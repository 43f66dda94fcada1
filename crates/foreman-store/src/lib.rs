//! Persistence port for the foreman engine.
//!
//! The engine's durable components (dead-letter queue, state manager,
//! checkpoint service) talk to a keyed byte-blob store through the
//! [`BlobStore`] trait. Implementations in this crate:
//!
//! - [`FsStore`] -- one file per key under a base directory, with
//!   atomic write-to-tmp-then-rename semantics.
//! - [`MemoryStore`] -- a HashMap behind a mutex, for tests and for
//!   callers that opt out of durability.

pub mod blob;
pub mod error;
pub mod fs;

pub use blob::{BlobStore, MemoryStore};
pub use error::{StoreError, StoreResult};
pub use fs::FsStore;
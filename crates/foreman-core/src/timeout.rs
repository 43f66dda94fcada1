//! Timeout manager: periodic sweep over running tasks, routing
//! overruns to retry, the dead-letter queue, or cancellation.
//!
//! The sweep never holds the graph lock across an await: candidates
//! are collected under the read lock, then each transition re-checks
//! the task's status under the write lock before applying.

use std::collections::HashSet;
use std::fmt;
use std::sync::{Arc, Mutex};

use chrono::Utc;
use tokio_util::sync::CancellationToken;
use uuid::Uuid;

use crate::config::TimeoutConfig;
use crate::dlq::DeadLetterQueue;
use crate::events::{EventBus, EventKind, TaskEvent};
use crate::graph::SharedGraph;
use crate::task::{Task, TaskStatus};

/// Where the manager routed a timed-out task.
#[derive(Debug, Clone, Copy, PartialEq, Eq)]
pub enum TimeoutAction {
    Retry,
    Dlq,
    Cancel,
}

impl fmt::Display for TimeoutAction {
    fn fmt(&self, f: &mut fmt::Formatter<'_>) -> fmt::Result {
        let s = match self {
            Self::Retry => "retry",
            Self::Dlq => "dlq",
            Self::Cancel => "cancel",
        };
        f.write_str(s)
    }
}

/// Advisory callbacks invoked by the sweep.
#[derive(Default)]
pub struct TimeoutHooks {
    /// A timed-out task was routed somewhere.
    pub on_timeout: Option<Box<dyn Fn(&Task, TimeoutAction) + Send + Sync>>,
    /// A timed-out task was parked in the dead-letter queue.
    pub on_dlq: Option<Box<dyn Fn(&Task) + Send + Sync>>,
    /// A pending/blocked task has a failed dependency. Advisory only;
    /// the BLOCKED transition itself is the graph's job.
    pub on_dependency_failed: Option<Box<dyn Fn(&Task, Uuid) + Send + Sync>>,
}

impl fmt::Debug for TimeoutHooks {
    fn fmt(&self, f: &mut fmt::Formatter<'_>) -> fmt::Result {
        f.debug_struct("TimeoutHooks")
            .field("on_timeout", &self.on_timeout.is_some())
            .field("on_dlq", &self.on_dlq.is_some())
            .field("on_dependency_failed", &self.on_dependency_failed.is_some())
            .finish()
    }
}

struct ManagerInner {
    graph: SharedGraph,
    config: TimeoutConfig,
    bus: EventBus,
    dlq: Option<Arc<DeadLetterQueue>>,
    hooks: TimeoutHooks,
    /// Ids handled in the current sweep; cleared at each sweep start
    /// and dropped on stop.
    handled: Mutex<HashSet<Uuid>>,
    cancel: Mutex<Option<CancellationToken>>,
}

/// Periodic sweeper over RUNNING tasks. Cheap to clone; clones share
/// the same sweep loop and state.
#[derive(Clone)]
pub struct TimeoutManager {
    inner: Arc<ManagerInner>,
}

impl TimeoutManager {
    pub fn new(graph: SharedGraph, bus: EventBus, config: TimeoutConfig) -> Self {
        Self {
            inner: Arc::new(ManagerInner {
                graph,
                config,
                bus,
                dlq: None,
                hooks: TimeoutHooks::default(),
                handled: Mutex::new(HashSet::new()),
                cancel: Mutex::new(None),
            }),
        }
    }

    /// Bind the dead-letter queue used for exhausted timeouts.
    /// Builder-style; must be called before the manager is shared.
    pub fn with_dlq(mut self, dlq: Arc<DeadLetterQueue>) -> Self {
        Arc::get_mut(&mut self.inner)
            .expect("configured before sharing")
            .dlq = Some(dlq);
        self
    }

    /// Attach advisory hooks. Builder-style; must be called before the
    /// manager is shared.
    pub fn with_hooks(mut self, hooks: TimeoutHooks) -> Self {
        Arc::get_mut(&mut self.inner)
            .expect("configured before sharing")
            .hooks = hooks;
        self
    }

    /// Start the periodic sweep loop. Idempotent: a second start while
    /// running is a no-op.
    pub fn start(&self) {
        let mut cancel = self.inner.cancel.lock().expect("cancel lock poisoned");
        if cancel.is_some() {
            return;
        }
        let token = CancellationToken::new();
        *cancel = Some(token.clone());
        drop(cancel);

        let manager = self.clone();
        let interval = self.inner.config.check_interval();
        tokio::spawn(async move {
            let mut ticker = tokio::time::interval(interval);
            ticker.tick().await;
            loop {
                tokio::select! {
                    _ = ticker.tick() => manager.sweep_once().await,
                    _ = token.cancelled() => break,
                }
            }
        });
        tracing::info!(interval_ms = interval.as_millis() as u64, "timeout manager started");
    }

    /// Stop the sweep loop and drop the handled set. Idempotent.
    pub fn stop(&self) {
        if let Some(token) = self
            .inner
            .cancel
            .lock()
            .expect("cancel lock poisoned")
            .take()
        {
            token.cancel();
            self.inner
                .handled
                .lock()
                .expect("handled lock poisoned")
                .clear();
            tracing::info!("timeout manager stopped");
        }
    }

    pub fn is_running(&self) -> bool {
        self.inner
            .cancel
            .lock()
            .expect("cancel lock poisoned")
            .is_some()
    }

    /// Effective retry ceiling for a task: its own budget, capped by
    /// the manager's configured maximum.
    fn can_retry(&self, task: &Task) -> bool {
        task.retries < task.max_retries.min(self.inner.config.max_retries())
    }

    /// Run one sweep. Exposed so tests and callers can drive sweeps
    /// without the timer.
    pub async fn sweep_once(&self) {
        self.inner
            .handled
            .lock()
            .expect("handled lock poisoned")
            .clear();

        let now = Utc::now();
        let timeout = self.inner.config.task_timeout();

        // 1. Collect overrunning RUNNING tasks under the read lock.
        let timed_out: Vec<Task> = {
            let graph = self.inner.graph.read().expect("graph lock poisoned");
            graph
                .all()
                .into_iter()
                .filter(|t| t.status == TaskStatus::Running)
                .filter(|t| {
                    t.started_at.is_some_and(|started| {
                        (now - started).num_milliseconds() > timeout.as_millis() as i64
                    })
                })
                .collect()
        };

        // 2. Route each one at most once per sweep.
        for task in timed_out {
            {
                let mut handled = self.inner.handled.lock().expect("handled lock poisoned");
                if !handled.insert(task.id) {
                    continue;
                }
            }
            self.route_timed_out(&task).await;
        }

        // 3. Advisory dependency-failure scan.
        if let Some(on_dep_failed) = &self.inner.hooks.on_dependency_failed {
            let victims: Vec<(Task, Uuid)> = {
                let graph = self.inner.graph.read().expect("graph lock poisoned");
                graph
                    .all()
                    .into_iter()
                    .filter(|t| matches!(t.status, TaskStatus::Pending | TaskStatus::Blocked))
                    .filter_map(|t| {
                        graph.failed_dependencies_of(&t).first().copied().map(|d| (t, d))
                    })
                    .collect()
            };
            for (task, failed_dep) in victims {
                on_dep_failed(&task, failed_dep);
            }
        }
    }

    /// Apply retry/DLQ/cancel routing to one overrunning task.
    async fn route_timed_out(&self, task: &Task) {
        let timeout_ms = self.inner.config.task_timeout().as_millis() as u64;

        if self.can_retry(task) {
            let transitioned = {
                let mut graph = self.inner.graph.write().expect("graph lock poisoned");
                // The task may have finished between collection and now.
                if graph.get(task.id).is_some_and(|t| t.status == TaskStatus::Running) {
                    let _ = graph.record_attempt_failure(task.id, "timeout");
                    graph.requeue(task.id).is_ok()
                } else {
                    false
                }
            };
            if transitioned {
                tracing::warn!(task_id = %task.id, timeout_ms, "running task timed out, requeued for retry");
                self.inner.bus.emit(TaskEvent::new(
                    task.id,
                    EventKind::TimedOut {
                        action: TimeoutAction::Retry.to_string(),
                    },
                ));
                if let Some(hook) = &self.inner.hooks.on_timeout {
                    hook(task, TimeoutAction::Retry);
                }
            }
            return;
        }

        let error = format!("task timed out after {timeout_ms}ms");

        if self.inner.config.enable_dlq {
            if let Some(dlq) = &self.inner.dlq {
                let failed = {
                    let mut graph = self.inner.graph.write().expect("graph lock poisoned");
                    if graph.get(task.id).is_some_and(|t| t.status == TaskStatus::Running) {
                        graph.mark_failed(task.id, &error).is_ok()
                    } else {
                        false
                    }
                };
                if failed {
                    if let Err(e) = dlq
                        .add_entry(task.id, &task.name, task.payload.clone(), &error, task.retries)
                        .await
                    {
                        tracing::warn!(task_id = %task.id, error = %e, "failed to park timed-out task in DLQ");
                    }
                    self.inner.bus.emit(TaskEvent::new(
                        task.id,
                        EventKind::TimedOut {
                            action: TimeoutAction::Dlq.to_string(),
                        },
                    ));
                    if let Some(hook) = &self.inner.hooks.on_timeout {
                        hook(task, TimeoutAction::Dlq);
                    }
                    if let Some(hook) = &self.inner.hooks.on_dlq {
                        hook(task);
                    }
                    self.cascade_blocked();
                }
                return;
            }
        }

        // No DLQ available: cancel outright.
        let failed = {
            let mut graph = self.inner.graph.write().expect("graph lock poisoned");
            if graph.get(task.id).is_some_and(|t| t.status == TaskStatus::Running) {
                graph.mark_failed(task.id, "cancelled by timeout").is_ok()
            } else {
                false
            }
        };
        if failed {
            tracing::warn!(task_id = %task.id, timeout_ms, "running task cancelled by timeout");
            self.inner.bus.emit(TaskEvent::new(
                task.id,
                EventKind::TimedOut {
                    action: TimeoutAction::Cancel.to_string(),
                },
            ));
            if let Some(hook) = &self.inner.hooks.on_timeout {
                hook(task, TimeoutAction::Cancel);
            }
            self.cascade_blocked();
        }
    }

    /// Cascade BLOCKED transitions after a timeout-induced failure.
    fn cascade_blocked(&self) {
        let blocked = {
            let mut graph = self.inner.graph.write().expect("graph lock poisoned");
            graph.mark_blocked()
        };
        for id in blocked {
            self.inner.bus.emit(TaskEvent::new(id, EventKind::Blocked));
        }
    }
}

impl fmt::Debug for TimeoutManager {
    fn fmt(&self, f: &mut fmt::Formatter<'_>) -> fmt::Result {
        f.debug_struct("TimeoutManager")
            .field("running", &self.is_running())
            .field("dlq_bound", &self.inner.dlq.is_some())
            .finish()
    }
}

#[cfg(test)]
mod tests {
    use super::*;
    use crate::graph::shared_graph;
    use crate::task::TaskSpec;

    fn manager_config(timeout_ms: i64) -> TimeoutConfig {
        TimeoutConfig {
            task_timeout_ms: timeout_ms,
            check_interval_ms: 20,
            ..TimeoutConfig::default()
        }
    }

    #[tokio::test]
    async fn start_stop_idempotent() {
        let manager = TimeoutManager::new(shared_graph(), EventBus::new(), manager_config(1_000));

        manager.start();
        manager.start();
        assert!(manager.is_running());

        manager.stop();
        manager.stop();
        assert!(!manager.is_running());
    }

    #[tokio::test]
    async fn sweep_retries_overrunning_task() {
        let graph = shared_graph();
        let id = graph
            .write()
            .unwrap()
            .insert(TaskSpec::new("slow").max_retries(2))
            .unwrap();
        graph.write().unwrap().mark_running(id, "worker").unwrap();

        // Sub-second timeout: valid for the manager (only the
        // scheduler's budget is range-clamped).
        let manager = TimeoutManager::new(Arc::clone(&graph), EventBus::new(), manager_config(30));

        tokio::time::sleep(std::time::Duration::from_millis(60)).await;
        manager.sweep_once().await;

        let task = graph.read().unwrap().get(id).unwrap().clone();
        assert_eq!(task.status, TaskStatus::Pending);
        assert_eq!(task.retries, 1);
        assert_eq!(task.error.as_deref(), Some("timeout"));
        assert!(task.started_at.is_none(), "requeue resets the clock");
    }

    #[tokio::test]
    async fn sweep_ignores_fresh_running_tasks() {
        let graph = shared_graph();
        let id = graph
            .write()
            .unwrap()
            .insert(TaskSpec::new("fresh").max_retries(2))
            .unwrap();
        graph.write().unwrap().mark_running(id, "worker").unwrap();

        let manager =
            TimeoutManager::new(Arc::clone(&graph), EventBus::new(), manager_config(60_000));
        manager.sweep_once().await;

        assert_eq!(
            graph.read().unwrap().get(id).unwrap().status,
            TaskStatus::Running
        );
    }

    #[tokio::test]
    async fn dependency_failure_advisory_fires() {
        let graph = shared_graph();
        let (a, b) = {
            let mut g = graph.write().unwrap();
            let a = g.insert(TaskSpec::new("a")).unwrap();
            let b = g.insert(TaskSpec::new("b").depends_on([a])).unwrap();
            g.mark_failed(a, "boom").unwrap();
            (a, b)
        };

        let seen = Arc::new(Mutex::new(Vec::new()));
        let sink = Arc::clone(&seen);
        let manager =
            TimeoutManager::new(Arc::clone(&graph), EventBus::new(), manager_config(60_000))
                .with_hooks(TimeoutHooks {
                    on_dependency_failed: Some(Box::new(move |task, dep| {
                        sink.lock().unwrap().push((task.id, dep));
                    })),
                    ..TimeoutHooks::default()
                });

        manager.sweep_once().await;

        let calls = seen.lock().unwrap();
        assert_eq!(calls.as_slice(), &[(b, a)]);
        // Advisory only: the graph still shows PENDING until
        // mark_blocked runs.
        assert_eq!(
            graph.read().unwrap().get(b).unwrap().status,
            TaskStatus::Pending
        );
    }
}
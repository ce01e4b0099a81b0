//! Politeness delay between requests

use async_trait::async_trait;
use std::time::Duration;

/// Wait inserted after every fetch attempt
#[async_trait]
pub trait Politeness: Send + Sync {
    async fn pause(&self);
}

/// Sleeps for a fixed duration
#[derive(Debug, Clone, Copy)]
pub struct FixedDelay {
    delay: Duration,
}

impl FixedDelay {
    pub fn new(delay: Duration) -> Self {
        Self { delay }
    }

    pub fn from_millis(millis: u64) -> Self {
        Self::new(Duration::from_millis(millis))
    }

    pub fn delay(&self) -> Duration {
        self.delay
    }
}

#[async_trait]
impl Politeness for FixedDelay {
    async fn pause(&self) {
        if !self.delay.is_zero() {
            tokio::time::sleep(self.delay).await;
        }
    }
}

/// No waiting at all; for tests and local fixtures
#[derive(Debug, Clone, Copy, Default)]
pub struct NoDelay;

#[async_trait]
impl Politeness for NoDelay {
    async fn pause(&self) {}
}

■ Task description: List every line in the records above that contains the word "handled".

■ Solution:
    /// Ids handled in the current sweep; cleared at each sweep start
    handled: Mutex<HashSet<Uuid>>,
                handled: Mutex::new(HashSet::new()),
    /// Stop the sweep loop and drop the handled set. Idempotent.
                .handled
                .expect("handled lock poisoned")
            .handled
            .expect("handled lock poisoned")
                let mut handled = self.inner.handled.lock().expect("handled lock poisoned");
                if !handled.insert(task.id) {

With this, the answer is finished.